About this exercise
Would you return the material below exactly, with no line left out?

*** Opening Input data ***

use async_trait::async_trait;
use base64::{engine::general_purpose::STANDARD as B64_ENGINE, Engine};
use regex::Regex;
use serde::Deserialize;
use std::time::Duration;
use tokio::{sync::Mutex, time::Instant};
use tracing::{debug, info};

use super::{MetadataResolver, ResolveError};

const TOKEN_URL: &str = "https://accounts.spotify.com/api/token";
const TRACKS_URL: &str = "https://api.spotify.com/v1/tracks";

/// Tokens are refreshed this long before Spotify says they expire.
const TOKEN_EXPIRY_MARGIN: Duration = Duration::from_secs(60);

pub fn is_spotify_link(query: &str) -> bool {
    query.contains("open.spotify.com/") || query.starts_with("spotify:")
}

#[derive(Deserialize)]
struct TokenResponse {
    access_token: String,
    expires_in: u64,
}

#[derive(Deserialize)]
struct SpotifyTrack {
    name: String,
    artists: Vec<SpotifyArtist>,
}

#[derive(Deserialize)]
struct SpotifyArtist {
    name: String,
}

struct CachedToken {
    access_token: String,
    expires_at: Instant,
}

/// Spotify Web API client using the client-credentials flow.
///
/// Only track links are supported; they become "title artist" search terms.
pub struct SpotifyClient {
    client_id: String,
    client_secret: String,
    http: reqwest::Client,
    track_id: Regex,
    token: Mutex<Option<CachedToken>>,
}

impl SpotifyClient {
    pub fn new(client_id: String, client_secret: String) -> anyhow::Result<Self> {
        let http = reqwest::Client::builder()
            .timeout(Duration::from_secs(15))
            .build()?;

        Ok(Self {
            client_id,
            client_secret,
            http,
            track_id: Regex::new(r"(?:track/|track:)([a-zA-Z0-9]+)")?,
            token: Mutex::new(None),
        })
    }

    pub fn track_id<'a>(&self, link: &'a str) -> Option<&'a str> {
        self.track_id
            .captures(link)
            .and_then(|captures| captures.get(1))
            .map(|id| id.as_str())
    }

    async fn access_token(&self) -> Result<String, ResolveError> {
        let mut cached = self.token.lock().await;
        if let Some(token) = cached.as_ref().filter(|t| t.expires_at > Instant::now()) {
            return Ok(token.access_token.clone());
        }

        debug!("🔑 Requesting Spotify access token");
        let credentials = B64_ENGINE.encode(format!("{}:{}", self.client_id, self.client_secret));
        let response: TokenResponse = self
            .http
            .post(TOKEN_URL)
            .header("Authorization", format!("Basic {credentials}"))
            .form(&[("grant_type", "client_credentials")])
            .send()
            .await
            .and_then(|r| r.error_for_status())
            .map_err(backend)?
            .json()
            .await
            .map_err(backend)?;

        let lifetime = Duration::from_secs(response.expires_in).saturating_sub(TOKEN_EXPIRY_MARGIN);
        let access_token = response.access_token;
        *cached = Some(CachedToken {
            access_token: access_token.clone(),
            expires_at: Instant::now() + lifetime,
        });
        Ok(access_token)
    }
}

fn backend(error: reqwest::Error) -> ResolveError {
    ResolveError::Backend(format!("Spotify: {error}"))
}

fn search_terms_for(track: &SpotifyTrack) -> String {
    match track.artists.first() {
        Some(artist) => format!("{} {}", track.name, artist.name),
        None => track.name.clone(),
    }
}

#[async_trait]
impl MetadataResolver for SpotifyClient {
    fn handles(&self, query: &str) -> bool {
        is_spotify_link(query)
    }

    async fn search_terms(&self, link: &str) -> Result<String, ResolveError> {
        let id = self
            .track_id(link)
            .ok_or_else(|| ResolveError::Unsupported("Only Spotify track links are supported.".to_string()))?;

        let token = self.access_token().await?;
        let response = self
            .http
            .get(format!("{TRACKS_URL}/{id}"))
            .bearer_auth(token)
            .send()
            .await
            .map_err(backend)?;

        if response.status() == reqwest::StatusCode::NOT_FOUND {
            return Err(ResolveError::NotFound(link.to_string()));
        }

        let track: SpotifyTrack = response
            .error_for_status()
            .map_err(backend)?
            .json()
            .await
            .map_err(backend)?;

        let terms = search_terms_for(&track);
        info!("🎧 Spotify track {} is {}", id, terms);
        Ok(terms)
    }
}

*** Closing Input data ***

Answer box
use async_trait::async_trait;
use base64::{engine::general_purpose::STANDARD as B64_ENGINE, Engine};
use regex::Regex;
use serde::Deserialize;
use std::time::Duration;
use tokio::{sync::Mutex, time::Instant};
use tracing::{debug, info};

use super::{MetadataResolver, ResolveError};

const TOKEN_URL: &str = "https://accounts.spotify.com/api/token";
const TRACKS_URL: &str = "https://api.spotify.com/v1/tracks";

/// Tokens are refreshed this long before Spotify says they expire.
const TOKEN_EXPIRY_MARGIN: Duration = Duration::from_secs(60);

pub fn is_spotify_link(query: &str) -> bool {
    query.contains("open.spotify.com/") || query.starts_with("spotify:")
}

#[derive(Deserialize)]
struct TokenResponse {
    access_token: String,
    expires_in: u64,
}

#[derive(Deserialize)]
struct SpotifyTrack {
    name: String,
    artists: Vec<SpotifyArtist>,
}

#[derive(Deserialize)]
struct SpotifyArtist {
    name: String,
}

struct CachedToken {
    access_token: String,
    expires_at: Instant,
}

/// Spotify Web API client using the client-credentials flow.
///
/// Only track links are supported; they become "title artist" search terms.
pub struct SpotifyClient {
    client_id: String,
    client_secret: String,
    http: reqwest::Client,
    track_id: Regex,
    token: Mutex<Option<CachedToken>>,
}

impl SpotifyClient {
    pub fn new(client_id: String, client_secret: String) -> anyhow::Result<Self> {
        let http = reqwest::Client::builder()
            .timeout(Duration::from_secs(15))
            .build()?;

        Ok(Self {
            client_id,
            client_secret,
            http,
            track_id: Regex::new(r"(?:track/|track:)([a-zA-Z0-9]+)")?,
            token: Mutex::new(None),
        })
    }

    pub fn track_id<'a>(&self, link: &'a str) -> Option<&'a str> {
        self.track_id
            .captures(link)
            .and_then(|captures| captures.get(1))
            .map(|id| id.as_str())
    }

    async fn access_token(&self) -> Result<String, ResolveError> {
        let mut cached = self.token.lock().await;
        if let Some(token) = cached.as_ref().filter(|t| t.expires_at > Instant::now()) {
            return Ok(token.access_token.clone());
        }

        debug!("🔑 Requesting Spotify access token");
        let credentials = B64_ENGINE.encode(format!("{}:{}", self.client_id, self.client_secret));
        let response: TokenResponse = self
            .http
            .post(TOKEN_URL)
            .header("Authorization", format!("Basic {credentials}"))
            .form(&[("grant_type", "client_credentials")])
            .send()
            .await
            .and_then(|r| r.error_for_status())
            .map_err(backend)?
            .json()
            .await
            .map_err(backend)?;

        let lifetime = Duration::from_secs(response.expires_in).saturating_sub(TOKEN_EXPIRY_MARGIN);
        let access_token = response.access_token;
        *cached = Some(CachedToken {
            access_token: access_token.clone(),
            expires_at: Instant::now() + lifetime,
        });
        Ok(access_token)
    }
}

fn backend(error: reqwest::Error) -> ResolveError {
    ResolveError::Backend(format!("Spotify: {error}"))
}

fn search_terms_for(track: &SpotifyTrack) -> String {
    match track.artists.first() {
        Some(artist) => format!("{} {}", track.name, artist.name),
        None => track.name.clone(),
    }
}

#[async_trait]
impl MetadataResolver for SpotifyClient {
    fn handles(&self, query: &str) -> bool {
        is_spotify_link(query)
    }

    async fn search_terms(&self, link: &str) -> Result<String, ResolveError> {
        let id = self
            .track_id(link)
            .ok_or_else(|| ResolveError::Unsupported("Only Spotify track links are supported.".to_string()))?;

        let token = self.access_token().await?;
        let response = self
            .http
            .get(format!("{TRACKS_URL}/{id}"))
            .bearer_auth(token)
            .send()
            .await
            .map_err(backend)?;

        if response.status() == reqwest::StatusCode::NOT_FOUND {
            return Err(ResolveError::NotFound(link.to_string()));
        }

        let track: SpotifyTrack = response
            .error_for_status()
            .map_err(backend)?
            .json()
            .await
            .map_err(backend)?;

        let terms = search_terms_for(&track);
        info!("🎧 Spotify track {} is {}", id, terms);
        Ok(terms)
    }
}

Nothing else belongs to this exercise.